I’ve also noticed that in times like this I have a tendency to shop for clothing.  This is not “retail therapy” in the popular sense of the phrase, for normally I find shopping far from calming.  Rather I’m coping with the new environment, new people, and new challenges by redefining myself through the clothes I wear.  New pieces are incorporated into the daily rotation just as the self readjusts the composition of pieces of my personality, even if the core elements remain the same.

The danger, of course, is to linger too much in the material adjustment phase to the detriment of addressing underlying concerns, and that is where January’s challenge comes in to play.  Although I do not want to deny myself these coping mechanisms that have carried me through the past eight years I also do not want them to become a crutch to avoid facing the larger questions at hand.  My place is cozy, inviting and unique to the version of myself that exists at this very moment in time.  I have enough warm clothing to make it through a New England winter.  It is time to move on to the next stage.

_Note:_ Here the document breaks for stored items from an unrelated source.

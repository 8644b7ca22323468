//! Integration tests for ConfigManager and preferences handling
//!
//! These tests verify:
//! - Preferences loading and saving
//! - Defaults for a missing or partial file
//! - Environment overrides
//! - Preferences driving the provider registry

use camino::Utf8PathBuf;
use context_actions::io::{Messages, ProviderCode, ProviderRegistry, WritabilityStatus, YamlProvider};
use context_actions::models::{Action, ImportMode, ObjectItem, Profile};
use context_actions::{ConfigManager, Preferences};
use std::fs;
use std::sync::Arc;
use tempfile::TempDir;

fn create_test_config_dir() -> (TempDir, Utf8PathBuf) {
    let temp_dir = TempDir::new().unwrap();
    let config_path = Utf8PathBuf::try_from(temp_dir.path().to_path_buf()).unwrap();
    (temp_dir, config_path)
}

fn no_env() -> Option<config::Map<String, String>> {
    Some(config::Map::new())
}

#[test]
fn test_create_config_manager() {
    let (_temp_dir, config_path) = create_test_config_dir();
    let manager = ConfigManager::new(&config_path).unwrap();

    assert_eq!(manager.config_dir(), &config_path);
    assert_eq!(
        manager.preferences_path(),
        &config_path.join("preferences.yaml")
    );
}

#[test]
fn test_partial_preferences_file() {
    let (_temp_dir, config_path) = create_test_config_dir();
    fs::write(
        config_path.join("preferences.yaml"),
        "providers:\n  order: [io-yaml]\n  flags:\n    io-yaml:\n      writable: false\n",
    )
    .unwrap();

    let manager = ConfigManager::new(&config_path).unwrap();
    let prefs = manager.load_preferences_with_env(no_env()).unwrap();

    assert_eq!(prefs.providers.order, vec!["io-yaml".to_string()]);
    let flags = prefs.provider_flags("io-yaml");
    assert!(!flags.writable);
    assert!(flags.read_at_startup, "unset fields keep their default");
    assert_eq!(prefs.import.mode, ImportMode::NoImport);
}

#[test]
fn test_invalid_preferences_file() {
    let (_temp_dir, config_path) = create_test_config_dir();
    fs::write(config_path.join("preferences.yaml"), "import:\n  mode: sometimes\n").unwrap();

    let manager = ConfigManager::new(&config_path).unwrap();
    assert!(manager.load_preferences_with_env(no_env()).is_err());
}

#[test]
fn test_round_trip() {
    let (_temp_dir, config_path) = create_test_config_dir();
    let manager = ConfigManager::new(&config_path).unwrap();

    let mut prefs = Preferences::default();
    prefs.locks.configuration_locked = true;
    prefs.logging.debug = true;
    prefs.export.default_format = "DesktopEntry".to_string();
    manager.save_preferences(&prefs).unwrap();

    let loaded = manager.load_preferences_with_env(no_env()).unwrap();
    assert!(loaded.locks.configuration_locked);
    assert!(loaded.logging.debug);
    assert_eq!(loaded.export.default_format, "DesktopEntry");
}

#[test]
fn test_environment_list_override() {
    let (_temp_dir, config_path) = create_test_config_dir();
    let manager = ConfigManager::new(&config_path).unwrap();

    let mut env = config::Map::new();
    env.insert(
        "CONTEXT_ACTIONS__PROVIDERS__ORDER".to_string(),
        "second,first".to_string(),
    );
    let prefs = manager.load_preferences_with_env(Some(env)).unwrap();
    assert_eq!(
        prefs.providers.order,
        vec!["second".to_string(), "first".to_string()]
    );
}

#[test]
fn test_configuration_lock_blocks_yaml_writes() {
    let (_temp_dir, config_path) = create_test_config_dir();
    let manager = ConfigManager::new(&config_path).unwrap();

    let mut env = config::Map::new();
    env.insert(
        "CONTEXT_ACTIONS__LOCKS__CONFIGURATION_LOCKED".to_string(),
        "true".to_string(),
    );
    let prefs = manager.load_preferences_with_env(Some(env)).unwrap();

    let mut registry = ProviderRegistry::new(prefs);
    registry.register_provider(Arc::new(YamlProvider::new(manager.items_dir())));

    let mut action = Action::new("locked");
    let mut profile = Profile::new("profile-main");
    profile.path = "/bin/true".to_string();
    action.profiles.push(profile);
    let mut item: ObjectItem = action.into();

    assert_eq!(
        registry.writability(&item),
        WritabilityStatus::ConfigurationLockedByAdmin
    );
    let mut messages = Messages::new();
    assert_eq!(
        registry.write_item(&mut item, &mut messages),
        ProviderCode::NotWillingToRun
    );
    assert!(!manager.items_dir().join("locked.yaml").exists());
}
use crate::models::{LoggingPreferences, Preferences};
use anyhow::{Context, Result};
use camino::{Utf8Path, Utf8PathBuf};
use config::{Config, Environment, File, FileFormat};
use std::fs;

/// Prefix of the environment variables overriding preferences, e.g.
/// `CONTEXT_ACTIONS__LOCKS__CONFIGURATION_LOCKED=true`.
pub const ENV_PREFIX: &str = "CONTEXT_ACTIONS";

const PREFERENCES_FILE: &str = "preferences.yaml";
const ITEMS_DIR: &str = "items";

/// Configuration manager for loading and saving the preferences file.
///
/// The configuration directory holds:
/// - `preferences.yaml`: provider order and flags, locks, import/export options
/// - `items/`: default directory of the YAML I/O provider
#[derive(Debug, Clone)]
pub struct ConfigManager {
    config_dir: Utf8PathBuf,
    preferences_path: Utf8PathBuf,
}

impl ConfigManager {
    /// Create a new ConfigManager, creating `config_dir` if needed.
    pub fn new<P: AsRef<Utf8Path>>(config_dir: P) -> Result<Self> {
        let config_dir = config_dir.as_ref().to_path_buf();

        if !config_dir.exists() {
            fs::create_dir_all(&config_dir)
                .with_context(|| format!("Failed to create config directory: {}", config_dir))?;
        }

        Ok(Self {
            preferences_path: config_dir.join(PREFERENCES_FILE),
            config_dir,
        })
    }

    /// Load preferences, overridden by the process environment.
    ///
    /// A missing file yields the defaults.
    pub fn load_preferences(&self) -> Result<Preferences> {
        self.load_preferences_with_env(None)
    }

    /// Load preferences with an explicit environment instead of the process
    /// one. `None` reads the process environment.
    pub fn load_preferences_with_env(
        &self,
        env: Option<config::Map<String, String>>,
    ) -> Result<Preferences> {
        if !self.preferences_path.exists() {
            tracing::warn!(
                "Preferences file not found at {}, using defaults",
                self.preferences_path
            );
        }

        let environment = Environment::with_prefix(ENV_PREFIX)
            .separator("__")
            .list_separator(",")
            .with_list_parse_key("providers.order")
            .try_parsing(true)
            .source(env);

        let preferences: Preferences = Config::builder()
            .add_source(
                File::from(self.preferences_path.as_std_path())
                    .format(FileFormat::Yaml)
                    .required(false),
            )
            .add_source(environment)
            .build()
            .with_context(|| format!("Failed to read preferences: {}", self.preferences_path))?
            .try_deserialize()
            .with_context(|| format!("Failed to parse preferences: {}", self.preferences_path))?;

        tracing::info!("Loaded preferences from {}", self.preferences_path);
        Ok(preferences)
    }

    pub fn save_preferences(&self, preferences: &Preferences) -> Result<()> {
        let yaml_string = serde_yaml_ng::to_string(preferences)
            .context("Failed to serialize preferences to YAML")?;

        fs::write(&self.preferences_path, yaml_string).with_context(|| {
            format!("Failed to write preferences: {}", self.preferences_path)
        })?;

        tracing::info!("Saved preferences to {}", self.preferences_path);
        Ok(())
    }

    pub fn config_dir(&self) -> &Utf8Path {
        &self.config_dir
    }

    pub fn preferences_path(&self) -> &Utf8Path {
        &self.preferences_path
    }

    /// Default directory of the YAML I/O provider.
    pub fn items_dir(&self) -> Utf8PathBuf {
        self.config_dir.join(ITEMS_DIR)
    }

    /// Logging preferences with a relative log directory resolved against
    /// the configuration directory.
    pub fn logging_preferences(&self, preferences: &Preferences) -> LoggingPreferences {
        let mut logging = preferences.logging.clone();
        let directory = Utf8Path::new(&logging.directory);
        if directory.is_relative() {
            logging.directory = self.config_dir.join(directory).into_string();
        }
        logging
    }
}

#[cfg(test)]
mod tests {
    use super::*;
    use crate::models::ImportMode;
    use tempfile::TempDir;

    fn create_test_config_manager() -> (ConfigManager, TempDir) {
        let temp_dir = TempDir::new().unwrap();
        let config_dir = Utf8PathBuf::from_path_buf(temp_dir.path().join("config")).unwrap();
        let manager = ConfigManager::new(&config_dir).unwrap();
        (manager, temp_dir)
    }

    #[test]
    fn test_create_config_manager() {
        let (manager, _temp_dir) = create_test_config_manager();
        assert!(manager.config_dir().exists());
        assert_eq!(manager.items_dir(), manager.config_dir().join("items"));
    }

    #[test]
    fn test_missing_file_gives_defaults() {
        let (manager, _temp_dir) = create_test_config_manager();
        let prefs = manager
            .load_preferences_with_env(Some(config::Map::new()))
            .unwrap();
        assert!(!prefs.locks.configuration_locked);
        assert_eq!(prefs.import.mode, ImportMode::NoImport);
        assert!(prefs.providers.order.is_empty());
    }

    #[test]
    fn test_load_save_preferences() {
        let (manager, _temp_dir) = create_test_config_manager();

        let mut prefs = Preferences::default();
        prefs.import.mode = ImportMode::Renumber;
        prefs.providers.order = vec!["io-yaml".to_string()];
        manager.save_preferences(&prefs).unwrap();

        let loaded = manager
            .load_preferences_with_env(Some(config::Map::new()))
            .unwrap();
        assert_eq!(loaded.import.mode, ImportMode::Renumber);
        assert_eq!(loaded.providers.order, vec!["io-yaml".to_string()]);
    }

    #[test]
    fn test_log_directory_resolved_against_config_dir() {
        let (manager, temp_dir) = create_test_config_manager();

        let mut prefs = Preferences::default();
        let logging = manager.logging_preferences(&prefs);
        assert_eq!(
            Utf8PathBuf::from(logging.directory),
            manager.config_dir().join("logs")
        );

        let absolute = Utf8PathBuf::from_path_buf(temp_dir.path().join("elsewhere")).unwrap();
        prefs.logging.directory = absolute.to_string();
        assert_eq!(
            manager.logging_preferences(&prefs).directory,
            absolute.as_str()
        );
    }

    #[test]
    fn test_environment_overrides_file() {
        let (manager, _temp_dir) = create_test_config_manager();
        manager.save_preferences(&Preferences::default()).unwrap();

        let mut env = config::Map::new();
        env.insert(
            "CONTEXT_ACTIONS__LOCKS__CONFIGURATION_LOCKED".to_string(),
            "true".to_string(),
        );
        env.insert(
            "CONTEXT_ACTIONS__IMPORT__MODE".to_string(),
            "override".to_string(),
        );

        let prefs = manager.load_preferences_with_env(Some(env)).unwrap();
        assert!(prefs.locks.configuration_locked);
        assert_eq!(prefs.import.mode, ImportMode::Override);
    }
}
//! Writability of an item.
//!
//! An item can be updated only when no lock applies, the item itself is not
//! read-only and its provider is both willing and able to write. When
//! several reasons apply, the first one in this order is reported:
//!
//! 1. the whole configuration is locked by the administrator
//! 2. no provider could be found
//! 3. the provider is locked by the administrator
//! 4. the provider is locked by the user
//! 5. the item is read-only
//! 6. the provider is not willing or not able to write
//! 7. the provider has no write capability

use crate::models::{LockPreferences, ProviderFlags};

/// Why an item is, or is not, writable.
#[derive(Debug, Clone, Copy, PartialEq, Eq, Hash)]
pub enum WritabilityStatus {
    Undetermined,
    Writable,
    ItemReadonly,
    ProviderNotWillingTo,
    NoProviderFound,
    ProviderLockedByAdmin,
    ProviderLockedByUser,
    ConfigurationLockedByAdmin,
    NoApi,
}

impl WritabilityStatus {
    pub fn is_writable(self) -> bool {
        self == WritabilityStatus::Writable
    }

    /// Tooltip explaining why an item cannot be edited.
    pub fn tooltip(self) -> &'static str {
        match self {
            WritabilityStatus::Undetermined => "Writability status has not been determined.",
            WritabilityStatus::Writable => "",
            WritabilityStatus::ItemReadonly => "Item is read-only.",
            WritabilityStatus::ProviderNotWillingTo => {
                "I/O provider is not willing or not able to write."
            }
            WritabilityStatus::NoProviderFound => "No writable I/O provider found.",
            WritabilityStatus::ProviderLockedByAdmin => {
                "I/O provider has been locked by the administrator."
            }
            WritabilityStatus::ProviderLockedByUser => "I/O provider has been locked by the user.",
            WritabilityStatus::ConfigurationLockedByAdmin => {
                "The whole configuration has been locked by the administrator."
            }
            WritabilityStatus::NoApi => "I/O provider does not implement the write interface.",
        }
    }
}

/// Raw write capability bits of a provider.
#[derive(Debug, Clone, Copy, PartialEq, Eq)]
pub struct ProviderCapabilities {
    pub willing_to_write: bool,
    pub able_to_write: bool,
    pub has_writer: bool,
}

/// Combine locks, provider flags and capabilities into a status.
///
/// `provider` is `None` when the item's provider is unknown, or when a new
/// item has no candidate provider.
pub fn evaluate(
    item_readonly: bool,
    provider: Option<(ProviderCapabilities, &ProviderFlags)>,
    locks: &LockPreferences,
) -> WritabilityStatus {
    if locks.configuration_locked {
        return WritabilityStatus::ConfigurationLockedByAdmin;
    }

    let Some((caps, flags)) = provider else {
        return WritabilityStatus::NoProviderFound;
    };

    if flags.locked {
        WritabilityStatus::ProviderLockedByAdmin
    } else if !flags.writable {
        WritabilityStatus::ProviderLockedByUser
    } else if item_readonly {
        WritabilityStatus::ItemReadonly
    } else if !caps.willing_to_write || !caps.able_to_write {
        WritabilityStatus::ProviderNotWillingTo
    } else if !caps.has_writer {
        WritabilityStatus::NoApi
    } else {
        WritabilityStatus::Writable
    }
}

With this pledge I am deliberately shifting focus.  As I mentioned earlier, I want realign my day-to-day life to better adhere to the wellness values I hold dear to my heart.  More than that, there are some larger dreams and goals that have been lurking in my peripheral vision, shuttered into the cobwebbed recesses of my mind by the incessant demands of daily life.  The challenge in January is to buy nothing new so that I can turn my focus away from the little details of the external trappings, to the big picture of my internal world, full of hopes and dreams and roads left unexplored.

Maybe this is the beginnings of of, or reaction to, a quarter-life crisis, though I don’t feel in crisis mode at the moment.  At any rate, at the cusp of the last year of the first decade of the new millennium, it feels like a good place to be.